The offline integration feature of Data Management (DMS) provides a low-code tool that you can use to develop data processing tasks. You can combine various task nodes to form a data flow and configure periodic scheduling to process or synchronize data.

Supported database types

  • MySQL: ApsaraDB RDS for MySQL, PolarDB for MySQL, MyBase for MySQL, PolarDB for Xscale, AnalyticDB for MySQL V3.0, and MySQL databases that are not on Alibaba Cloud
  • SQL Server: ApsaraDB RDS for SQL Server, MyBase for SQL Server, and SQL Server databases that are not on Alibaba Cloud
  • PostgreSQL: ApsaraDB RDS for PostgreSQL, PolarDB for PostgreSQL, MyBase for PostgreSQL, AnalyticDB for PostgreSQL, and PostgreSQL databases that are not on Alibaba Cloud
  • Oracle
  • Db2
  • MaxCompute
  • Hologres
    Note Hologres is supported only for Data Import nodes.
  • OSS
    Note OSS is supported only for Data Output nodes.

Scenarios

The offline integration feature supports the batch processing of data. You can use the feature in the following scenarios:

  • You can construct an offline data warehouse by using this low-code tool in a visualized way. Then, you can use this data warehouse to perform ad hoc query, data analysis from multiple dimensions, data mining, and offline computing.
  • You can process a large amount of complex big data in scenarios such as refined enterprise operations, digital marketing, and intelligent recommendation.
  • You can use the offline integration feature that is developed based on Spark SQL to significantly improve the efficiency of Spark SQL nodes on a Hadoop-based platform.
Note To contact technical support and give feedback, search for the DingTalk group ID 31826394 and join the DingTalk group.

Procedure

  1. Log on to the DMS console V5.0.
  2. In the top navigation bar, click DTS. In the left-side navigation pane, choose Data integration > Batch Integration.
  3. Click Create Data Flow.
  4. In the Create Data Flow dialog box, set the Data Flow Name and Description parameters.

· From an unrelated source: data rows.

//! Station 3: build the conflict network.

use crate::inference::{ConflictInferrer, InferenceReport, RelationshipInferrer};
use crate::report::StationReport;
use crate::{DiagnosticSnapshot, Station, Station1Output, StationContext};
use async_trait::async_trait;
use dramaturg_core::StageStatus;
use dramaturg_error::StageError;
use dramaturg_network::{CharacterProfile, ConflictNetwork, NetworkSummary};
use serde::{Deserialize, Serialize};
use serde_json::{Value, json};
use tracing::{info, instrument, warn};

/// Description of the snapshot taken once inference completes.
pub const INITIAL_SNAPSHOT: &str = "Initial state after inference";

/// Text, project name and the station 1 cast.
#[derive(Debug, Clone, PartialEq)]
pub struct NetworkInput {
    /// Full source text
    pub text: String,
    /// Project name, used as the network name
    pub project_name: String,
    /// Station 1 output
    pub station1: Station1Output,
}

impl DiagnosticSnapshot for NetworkInput {
    fn diagnostic_snapshot(&self) -> Value {
        json!({
            "project": self.project_name,
            "chars": self.text.chars().count(),
            "characters": self.station1.major_characters.len(),
        })
    }
}

/// Station 3 output.
#[derive(Debug, Clone, Default, PartialEq, Serialize, Deserialize)]
#[serde(rename_all = "camelCase")]
pub struct Station3Output {
    /// The network with its initial snapshot
    pub network: ConflictNetwork,
    /// Entity counts
    pub network_summary: NetworkSummary,
    /// Inference bookkeeping
    pub inference_report: InferenceReport,
}

impl StationReport for Station3Output {
    fn title(&self) -> &'static str {
        "Station 3: Conflict Network"
    }

    fn render_text(&self) -> String {
        let network = &self.network;
        let name_of = |id: &String| {
            network
                .character(id)
                .map(|c| c.name().clone())
                .unwrap_or_else(|| id.clone())
        };

        let mut text = format!(
            "Characters: {}\nRelationships: {}\nConflicts: {}\n\n",
            self.network_summary.characters_count,
            self.network_summary.relationships_count,
            self.network_summary.conflicts_count
        );
        text.push_str("Relationships:\n");
        for rel in network.relationships().values() {
            text.push_str(&format!(
                "  {} - {} [{}, {}, strength {}] {}\n",
                name_of(rel.source()),
                name_of(rel.target()),
                rel.kind(),
                rel.nature(),
                rel.strength(),
                rel.description()
            ));
        }
        text.push_str("\nConflicts:\n");
        for conflict in network.conflicts().values() {
            let cast: Vec<String> = conflict.involved_characters().iter().map(name_of).collect();
            text.push_str(&format!(
                "  {} ({}, {}, {}) - {}\n",
                conflict.name(),
                conflict.subject(),
                conflict.scope(),
                conflict.phase(),
                cast.join(", ")
            ));
        }
        text.push_str(&format!(
            "\nInference: {}/{} relationships and {}/{} conflicts accepted, {} dropped, {} failed calls\n",
            self.inference_report.relationships_accepted,
            self.inference_report.relationships_proposed,
            self.inference_report.conflicts_accepted,
            self.inference_report.conflicts_proposed,
            self.inference_report.dropped,
            self.inference_report.failed_calls
        ));
        text
    }
}

/// Station 3: turns the cast into a conflict network.
#[derive(Debug, Clone)]
pub struct NetworkBuilderStation {
    ctx: StationContext,
}

impl NetworkBuilderStation {
    /// Station over a shared context.
    pub fn new(ctx: StationContext) -> Self {
        Self { ctx }
    }

    fn seed_network(input: &NetworkInput) -> ConflictNetwork {
        let mut network = ConflictNetwork::new(input.project_name.clone());
        for name in &input.station1.major_characters {
            let profile = input.station1.analysis_for(name).map(|analysis| {
                CharacterProfile::new(
                    analysis.personality_traits.clone(),
                    analysis.motivations.clone(),
                    analysis.narrative_arc.clone(),
                )
            });
            network.add_character(name, profile);
        }
        network
    }
}

#[async_trait]
impl Station for NetworkBuilderStation {
    type Input = NetworkInput;
    type Output = Station3Output;
    const NUMBER: u8 = 3;

    fn name(&self) -> &'static str {
        "Conflict Network"
    }

    #[instrument(skip_all, fields(project = %input.project_name))]
    async fn process(&self, input: &NetworkInput) -> Result<Station3Output, StageError> {
        let mut network = Self::seed_network(input);
        if network.is_empty() {
            return Err(StageError::processing("station 1 produced no characters"));
        }

        let mut report = InferenceReport::default();
        if let Err(err) = RelationshipInferrer
            .infer(&self.ctx, &input.text, &mut network, &mut report)
            .await
        {
            warn!(error = %err, "Relationship inference failed; keeping the cast");
            report.failed_calls += 1;
        }
        if let Err(err) = ConflictInferrer
            .infer(&self.ctx, &input.text, &mut network, &mut report)
            .await
        {
            warn!(error = %err, "Conflict inference failed; keeping the cast");
            report.failed_calls += 1;
        }

        network.create_snapshot(INITIAL_SNAPSHOT);
        let network_summary = network.summary();
        if network_summary.conflicts_count == 0 {
            warn!("Network has no conflicts");
        }
        info!(
            characters = network_summary.characters_count,
            relationships = network_summary.relationships_count,
            conflicts = network_summary.conflicts_count,
            dropped = report.dropped,
            "Conflict network built"
        );

        Ok(Station3Output {
            network,
            network_summary,
            inference_report: report,
        })
    }

    fn fallback(&self) -> Station3Output {
        Station3Output::default()
    }

    fn assess(&self, output: &Station3Output) -> StageStatus {
        let report = &output.inference_report;
        if report.unstructured_replies > 0 || report.failed_calls > 0 {
            StageStatus::Partial
        } else {
            StageStatus::Success
        }
    }
}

Then, click OK.
  5. On the details page of the data flow, create nodes for the data flow. For more information, see Configure a data flow.
  6. Click the blank area on the canvas to configure the data flow.
    1. Click the Data Flow Information tab. In the Properties section, set the Data Flow Name, Description, Owner, and Stakeholders parameters.
    2. In the Scheduling Settings section, turn on Enable Scheduling to schedule the data flow based on your needs. For more information, see Overview.
    3. Click the Advanced Settings tab and configure variables. For more information, see Configure time variables.
  7. Publish the data flow. For more information, see Publish a data flow.
  8. Optional: In the upper-right corner of the pages, click Go to O&M to perform O&M operations on the data flow. For more information, see Manage a data flow.